La muerte siempre es desconcertante, es una tragedia porque experimentamos la dificultad de volver a reemprender la marcha y porque quien muere deja un vacío que ya nadie puede llenar. Así es como se sintieron los discípulos cuando vieron a Jesús muerto. Sus corazones estaban agarrotados, tristes, llenos de temor. Se hizo el silencio en sus vidas porque no había manera de explicar lo que había ocurrido, y sobretodo de aceptarlo tal y como pasó. Más de un día paso el sepulcro, por ser sábado, sin ningún tipo de visita. La prescripción del cumplimiento del sábado pudo más que el sentimiento hacia Cristo, mucho más después de ver la manera en la que había acabado. Las mujeres que fueron muy de mañana el domingo al sepulcro sólo tenían un pensamiento: «¿Quién nos correrá la piedra de la entrada del sepulcro?» (Mc 16, 3). Las mujeres no hablaban de la muerte ni de cómo se sentían, sino que hablaban de la piedra, del peso que les impedía entrar a ver Jesús. Muchos son los pesos que en la vida nos aplastan y coartan nuestra libertad, impiden que nuestro corazón se sienta vivo, y el peso de la tristeza, de los desencantos de la vida hacen que bajemos los brazos y perdamos ese espíritu de lucha tan necesario. La ley, el cumplimiento de las normas rutinario y sin sentido, son una losa pesada para nuestro corazón y nuestra alma.

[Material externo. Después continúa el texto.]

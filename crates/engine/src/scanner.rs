use std::collections::BTreeMap;
use std::sync::Arc;

use futures_util::future::join_all;
use tracing::{debug, info, warn};

use common::{
    ConsensusResult, CurrentPriceProvider, Error, PricePlan, PriceSeriesProvider, Result,
    Timeframe, TimeframeAnalysis,
};
use levels::{LevelCalculator, SymbolClass};
use strategy::{mean_strength, ConsensusEngine, TimeframeAnalyzer};

use crate::RetryPolicy;

/// A tradable consensus together with its price plan.
#[derive(Debug, Clone)]
pub struct Candidate {
    pub symbol: String,
    pub consensus: ConsensusResult,
    pub plan: PricePlan,
}

/// Runs the analyze -> consensus -> levels pipeline for one symbol.
pub struct SignalScanner {
    series: Arc<dyn PriceSeriesProvider>,
    prices: Arc<dyn CurrentPriceProvider>,
    analyzer: TimeframeAnalyzer,
    consensus: ConsensusEngine,
    levels: LevelCalculator,
    timeframes: Vec<Timeframe>,
    min_confidence: f64,
    policy: RetryPolicy,
}

impl SignalScanner {
    #[allow(clippy::too_many_arguments)]
    pub fn new(
        series: Arc<dyn PriceSeriesProvider>,
        prices: Arc<dyn CurrentPriceProvider>,
        analyzer: TimeframeAnalyzer,
        consensus: ConsensusEngine,
        levels: LevelCalculator,
        timeframes: Vec<Timeframe>,
        min_confidence: f64,
        policy: RetryPolicy,
    ) -> Self {
        Self {
            series,
            prices,
            analyzer,
            consensus,
            levels,
            timeframes,
            min_confidence,
            policy,
        }
    }

    /// Analyse every configured timeframe. Timeframes that cannot be
    /// fetched or do not have enough history are left out of the map.
    pub async fn analyze_timeframes(&self, symbol: &str) -> BTreeMap<Timeframe, TimeframeAnalysis> {
        let series = &self.series;
        let fetches = self.timeframes.iter().copied().map(|timeframe| async move {
            let result = self
                .policy
                .run("series", move || series.fetch(symbol, timeframe))
                .await
                .and_then(|ohlc| self.analyzer.analyze(&ohlc));
            (timeframe, result)
        });

        let mut analyses = BTreeMap::new();
        for (timeframe, result) in join_all(fetches).await {
            match result {
                Ok(analysis) => {
                    analyses.insert(timeframe, analysis);
                }
                Err(Error::InsufficientData { required, available }) => {
                    debug!(symbol, %timeframe, required, available, "Not enough history, timeframe skipped");
                }
                Err(e) => {
                    warn!(symbol, %timeframe, error = %e, "Timeframe unavailable, skipped");
                }
            }
        }
        analyses
    }

    /// Evaluate a symbol. `Ok(None)` means no tradable consensus.
    pub async fn scan(&self, symbol: &str) -> Result<Option<Candidate>> {
        let analyses = self.analyze_timeframes(symbol).await;
        let consensus = self.consensus.evaluate(&analyses);

        if !consensus.is_tradable(self.min_confidence) {
            debug!(
                symbol,
                signal = %consensus.signal,
                confidence = consensus.confidence,
                analyzed = consensus.timeframes_analyzed,
                "No tradable consensus"
            );
            return Ok(None);
        }

        let prices = &self.prices;
        let price = self
            .policy
            .run("latest price", move || prices.latest(symbol))
            .await?;
        let class = SymbolClass::classify(symbol);
        let plan = self
            .levels
            .calculate(price, consensus.signal, class, mean_strength(&analyses))?;

        info!(
            symbol,
            signal = %consensus.signal,
            confidence = consensus.confidence,
            buy_votes = consensus.buy_votes,
            sell_votes = consensus.sell_votes,
            timeframe = %consensus.recommended_timeframe,
            price,
            "Tradable consensus"
        );

        Ok(Some(Candidate {
            symbol: symbol.to_string(),
            consensus,
            plan,
        }))
    }
}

En el sepulcro no estaba Jesús, se encontraba vacío, toda una sorpresa; incluso parecía una broma de mal gusto. La piedra estaba corrida, el sepulcro había sido abierto y el lugar de muerte y de tristeza se llena de vida y alegría. Las conversaciones de muerte siempre suelen ser en voz baja, como las mujeres que apenas hablaban; van corriendo a anunciar a los apóstoles que el Señor ha resucitado, pero en cambio, no se paran por el camino para hablar con nadie a compartir una noticia tan importante. Parece que en sus vidas hay desconcierto, como si los corazones no sintieran y la razón no pensara. Parece como si la palabra “Resurrección” fuese difícil de pronunciar, aunque el Señor Jesús todo lo transforma con su presencia. Los apóstoles ante el sepulcro vacío guardan silencio. Se sienten ante la intemperie, el lugar en el que están parece que no es seguro, porque están fuera de la ciudad; pueden ser reconocidos, como Pedro lo fue cuando estuvo con los criados, viendo a ver de qué se entraba. No estaban dispuestos a correr ese riesgo, cuanto más desapercibidos pasasen muchísimo mejor. Pues de todo se sirve el Señor. Estamos llamados a ir al encuentro del Resucitado y proclamarlo vivo a nuestro alrededor. No nos podemos quedar callados ante los que nos rodean, Cristo está resucitado y durante este tiempo de Pascua el Señor Jesús tiene que seguir ayudándonos a dar ese paso de la oscuridad a la luz. Hemos dejado de sufrir el peso de la losa, para sentirnos totalmente libres, sin ninguna carga, como plumas, para que el Espíritu Santo nos guíe y nos lleve donde considere. No necesitamos explicaciones ni planes. Simplemente dejarnos llevar, pues con Cristo Resucitado siempre estaremos con los pies en tierra firme y entregando todo el amor que nos da a los hermanos que tenemos al lado.
En la entrada del sepulcro es donde escucharon la voz del joven vestido de blanco: «No tengáis miedo. ¿Buscáis a Jesús el Nazareno, el crucificado? Ha resucitado. No está aquí. Mirad el sitio donde lo pusieron» (Mc 16, 6). Hemos de entrar en nuestro interior, en nuestros propios tabúes, como el de la muerte, para constatar que ahí el Señor no está. No tener miedo a entrar en el sepulcro de la mano de Dios para contemplar la grandeza de la Resurrección, es todo un paso que cada uno hemos de dar. La Resurrección hace que vayamos a buscar a otro lugar distinto, en medio de la vida, entre la comunidad. Con la valentía que nos da la experiencia del encuentro con el Resucitado. Una vida nueva la que tenemos oportunidad de vivir como bautizados. El sepulcro ha de ser historia, porque en Cristo estamos llamados a Vivir, siendo consciente de que hemos de poner todos nuestros esfuerzos y nuestra vida al servicio de Cristo y de la comunidad. Ha llegado el momento. No tengas miedo al sepulcro ni a la muerte y lánzate a la gran aventura de amar en el nombre del Señor.